··· Exercise inputs

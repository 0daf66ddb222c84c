use std::collections::HashMap;

use axum::{
    Extension, Json,
    extract::{Path, Query},
};

use crate::{
    deezer, error::ServiceError, provider::Provider, server::AppState, spotify, types::TrackInfo,
    utils, warning,
};

/// Lists a Spotify playlist as `"Artist1 Artist2 - Title"` lines.
///
/// A 401 from Spotify marks the stored token as invalidated so that later
/// requests ask for a new login instead of reusing it.
pub async fn get_playlist(
    Path(playlist_id): Path<String>,
    Extension(state): Extension<AppState>,
) -> Result<String, ServiceError> {
    if playlist_id.trim().is_empty() {
        return Err(missing_id());
    }

    let token = state.sessions.token(Provider::Spotify).await?;
    let result = spotify::get_playlist(
        &state.http,
        &state.config.spotify_api_url,
        &token,
        &playlist_id,
    )
    .await;

    let playlist = match result {
        Ok(playlist) => playlist,
        Err(e) => {
            if let ServiceError::UpstreamAuth { .. } = e {
                state.sessions.invalidate(Provider::Spotify).await;
            }
            warning!("Failed to fetch playlist {}: {}", playlist_id, e);
            return Err(e);
        }
    };

    Ok(utils::playlist_labels(&playlist)
        .iter()
        .map(|label| format!("{label}\n"))
        .collect())
}

pub async fn missing_playlist_id() -> ServiceError {
    missing_id()
}

/// Looks up the best Deezer match for `?search=`.
pub async fn get_track(
    Query(params): Query<HashMap<String, String>>,
    Extension(state): Extension<AppState>,
) -> Result<Json<TrackInfo>, ServiceError> {
    let query = params.get("search").map(String::as_str).unwrap_or_default();

    deezer::search_track(&state.http, &state.config.deezer_search_url, query)
        .await
        .map(Json)
        .inspect_err(|e| warning!("Track search for {:?} failed: {}", query, e))
}

fn missing_id() -> ServiceError {
    ServiceError::BadRequest("you need to provide a playlist ID".to_string())
}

······

### Work instruction
Transcribe only the lines from the beginning of the entries to the line with "so that later", inclusive, exactly as written.

### Solved problem
repository 0daf66ddb222c84c
use std::collections::HashMap;

use axum::{
    Extension, Json,
    extract::{Path, Query},
};

use crate::{
    deezer, error::ServiceError, provider::Provider, server::AppState, spotify, types::TrackInfo,
    utils, warning,
};

/// Lists a Spotify playlist as `"Artist1 Artist2 - Title"` lines.
///
/// A 401 from Spotify marks the stored token as invalidated so that later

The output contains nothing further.